• **EXERCISE GOAL**
What you return must match the data exactly, line for line.
:: PROVIDED MATERIAL ::
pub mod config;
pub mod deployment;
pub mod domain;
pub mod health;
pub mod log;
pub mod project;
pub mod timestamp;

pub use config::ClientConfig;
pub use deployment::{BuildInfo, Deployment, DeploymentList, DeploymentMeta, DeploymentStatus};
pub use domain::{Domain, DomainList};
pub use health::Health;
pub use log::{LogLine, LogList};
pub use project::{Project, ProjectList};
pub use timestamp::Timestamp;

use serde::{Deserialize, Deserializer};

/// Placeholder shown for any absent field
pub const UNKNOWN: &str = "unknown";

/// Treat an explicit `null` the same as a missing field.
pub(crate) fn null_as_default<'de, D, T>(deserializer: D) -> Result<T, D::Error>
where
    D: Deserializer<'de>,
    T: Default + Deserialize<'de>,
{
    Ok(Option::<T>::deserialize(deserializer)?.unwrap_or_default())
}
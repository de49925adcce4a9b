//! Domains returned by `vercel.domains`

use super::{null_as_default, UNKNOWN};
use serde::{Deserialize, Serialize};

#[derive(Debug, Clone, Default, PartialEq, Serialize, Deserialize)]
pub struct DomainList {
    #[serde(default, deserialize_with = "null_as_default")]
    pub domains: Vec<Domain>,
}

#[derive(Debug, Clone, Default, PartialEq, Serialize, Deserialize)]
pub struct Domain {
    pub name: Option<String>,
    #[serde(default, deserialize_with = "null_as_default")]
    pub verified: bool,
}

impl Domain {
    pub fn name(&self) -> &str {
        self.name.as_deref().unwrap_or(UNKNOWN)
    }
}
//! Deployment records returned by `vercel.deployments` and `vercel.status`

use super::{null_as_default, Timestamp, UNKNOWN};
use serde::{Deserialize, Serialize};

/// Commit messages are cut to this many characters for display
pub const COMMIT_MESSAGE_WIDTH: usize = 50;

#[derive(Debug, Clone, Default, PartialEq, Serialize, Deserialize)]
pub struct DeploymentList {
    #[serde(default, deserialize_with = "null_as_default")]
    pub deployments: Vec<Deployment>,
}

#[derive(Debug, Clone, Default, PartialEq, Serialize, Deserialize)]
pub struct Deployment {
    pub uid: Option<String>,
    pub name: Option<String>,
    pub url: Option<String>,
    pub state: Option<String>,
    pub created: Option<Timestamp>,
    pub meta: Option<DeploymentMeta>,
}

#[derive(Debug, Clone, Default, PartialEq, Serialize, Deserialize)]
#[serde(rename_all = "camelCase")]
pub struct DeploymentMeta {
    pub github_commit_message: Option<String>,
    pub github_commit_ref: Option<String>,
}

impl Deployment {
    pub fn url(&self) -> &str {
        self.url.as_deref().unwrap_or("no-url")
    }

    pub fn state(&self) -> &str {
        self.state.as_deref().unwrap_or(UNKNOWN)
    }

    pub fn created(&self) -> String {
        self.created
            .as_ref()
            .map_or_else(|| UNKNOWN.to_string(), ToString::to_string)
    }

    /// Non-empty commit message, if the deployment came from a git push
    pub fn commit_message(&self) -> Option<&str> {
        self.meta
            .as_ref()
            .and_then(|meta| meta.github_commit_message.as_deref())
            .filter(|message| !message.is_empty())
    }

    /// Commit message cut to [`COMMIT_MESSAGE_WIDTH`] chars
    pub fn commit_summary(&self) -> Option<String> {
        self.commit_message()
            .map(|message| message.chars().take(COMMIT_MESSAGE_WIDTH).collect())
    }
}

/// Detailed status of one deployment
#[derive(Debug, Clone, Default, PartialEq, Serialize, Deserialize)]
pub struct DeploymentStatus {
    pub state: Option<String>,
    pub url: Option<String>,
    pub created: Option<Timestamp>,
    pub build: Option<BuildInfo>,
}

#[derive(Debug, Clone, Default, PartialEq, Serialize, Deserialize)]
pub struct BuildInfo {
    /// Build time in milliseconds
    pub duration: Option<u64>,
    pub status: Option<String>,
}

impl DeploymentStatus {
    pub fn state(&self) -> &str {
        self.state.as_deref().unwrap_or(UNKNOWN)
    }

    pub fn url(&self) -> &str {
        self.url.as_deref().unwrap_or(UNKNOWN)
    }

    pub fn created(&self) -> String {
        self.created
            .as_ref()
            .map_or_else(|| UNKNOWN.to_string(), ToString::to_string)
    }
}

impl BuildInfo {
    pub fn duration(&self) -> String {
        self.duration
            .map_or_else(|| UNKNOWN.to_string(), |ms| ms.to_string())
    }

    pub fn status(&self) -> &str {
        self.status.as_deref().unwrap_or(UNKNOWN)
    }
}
:::
• **TASK RESPONSE**
pub mod config;
pub mod deployment;
pub mod domain;
pub mod health;
pub mod log;
pub mod project;
pub mod timestamp;

pub use config::ClientConfig;
pub use deployment::{BuildInfo, Deployment, DeploymentList, DeploymentMeta, DeploymentStatus};
pub use domain::{Domain, DomainList};
pub use health::Health;
pub use log::{LogLine, LogList};
pub use project::{Project, ProjectList};
pub use timestamp::Timestamp;

use serde::{Deserialize, Deserializer};

/// Placeholder shown for any absent field
pub const UNKNOWN: &str = "unknown";

/// Treat an explicit `null` the same as a missing field.
pub(crate) fn null_as_default<'de, D, T>(deserializer: D) -> Result<T, D::Error>
where
    D: Deserializer<'de>,
    T: Default + Deserialize<'de>,
{
    Ok(Option::<T>::deserialize(deserializer)?.unwrap_or_default())
}
repository de49925adcce4a9b
//! Domains returned by `vercel.domains`

use super::{null_as_default, UNKNOWN};
use serde::{Deserialize, Serialize};

#[derive(Debug, Clone, Default, PartialEq, Serialize, Deserialize)]
pub struct DomainList {
    #[serde(default, deserialize_with = "null_as_default")]
    pub domains: Vec<Domain>,
}

#[derive(Debug, Clone, Default, PartialEq, Serialize, Deserialize)]
pub struct Domain {
    pub name: Option<String>,
    #[serde(default, deserialize_with = "null_as_default")]
    pub verified: bool,
}

impl Domain {
    pub fn name(&self) -> &str {
        self.name.as_deref().unwrap_or(UNKNOWN)
    }
}
//! Deployment records returned by `vercel.deployments` and `vercel.status`

use super::{null_as_default, Timestamp, UNKNOWN};
use serde::{Deserialize, Serialize};

/// Commit messages are cut to this many characters for display
pub const COMMIT_MESSAGE_WIDTH: usize = 50;

#[derive(Debug, Clone, Default, PartialEq, Serialize, Deserialize)]
pub struct DeploymentList {
    #[serde(default, deserialize_with = "null_as_default")]
    pub deployments: Vec<Deployment>,
}

#[derive(Debug, Clone, Default, PartialEq, Serialize, Deserialize)]
pub struct Deployment {
    pub uid: Option<String>,
    pub name: Option<String>,
    pub url: Option<String>,
    pub state: Option<String>,
    pub created: Option<Timestamp>,
    pub meta: Option<DeploymentMeta>,
}

#[derive(Debug, Clone, Default, PartialEq, Serialize, Deserialize)]
#[serde(rename_all = "camelCase")]
pub struct DeploymentMeta {
    pub github_commit_message: Option<String>,
    pub github_commit_ref: Option<String>,
}

impl Deployment {
    pub fn url(&self) -> &str {
        self.url.as_deref().unwrap_or("no-url")
    }

    pub fn state(&self) -> &str {
        self.state.as_deref().unwrap_or(UNKNOWN)
    }

    pub fn created(&self) -> String {
        self.created
            .as_ref()
            .map_or_else(|| UNKNOWN.to_string(), ToString::to_string)
    }

    /// Non-empty commit message, if the deployment came from a git push
    pub fn commit_message(&self) -> Option<&str> {
        self.meta
            .as_ref()
            .and_then(|meta| meta.github_commit_message.as_deref())
            .filter(|message| !message.is_empty())
    }

    /// Commit message cut to [`COMMIT_MESSAGE_WIDTH`] chars
    pub fn commit_summary(&self) -> Option<String> {
        self.commit_message()
            .map(|message| message.chars().take(COMMIT_MESSAGE_WIDTH).collect())
    }
}

/// Detailed status of one deployment
#[derive(Debug, Clone, Default, PartialEq, Serialize, Deserialize)]
pub struct DeploymentStatus {
    pub state: Option<String>,
    pub url: Option<String>,
    pub created: Option<Timestamp>,
    pub build: Option<BuildInfo>,
}

#[derive(Debug, Clone, Default, PartialEq, Serialize, Deserialize)]
pub struct BuildInfo {
    /// Build time in milliseconds
    pub duration: Option<u64>,
    pub status: Option<String>,
}

impl DeploymentStatus {
    pub fn state(&self) -> &str {
        self.state.as_deref().unwrap_or(UNKNOWN)
    }

    pub fn url(&self) -> &str {
        self.url.as_deref().unwrap_or(UNKNOWN)
    }

    pub fn created(&self) -> String {
        self.created
            .as_ref()
            .map_or_else(|| UNKNOWN.to_string(), ToString::to_string)
    }
}

impl BuildInfo {
    pub fn duration(&self) -> String {
        self.duration
            .map_or_else(|| UNKNOWN.to_string(), |ms| ms.to_string())
    }

    pub fn status(&self) -> &str {
        self.status.as_deref().unwrap_or(UNKNOWN)
    }
}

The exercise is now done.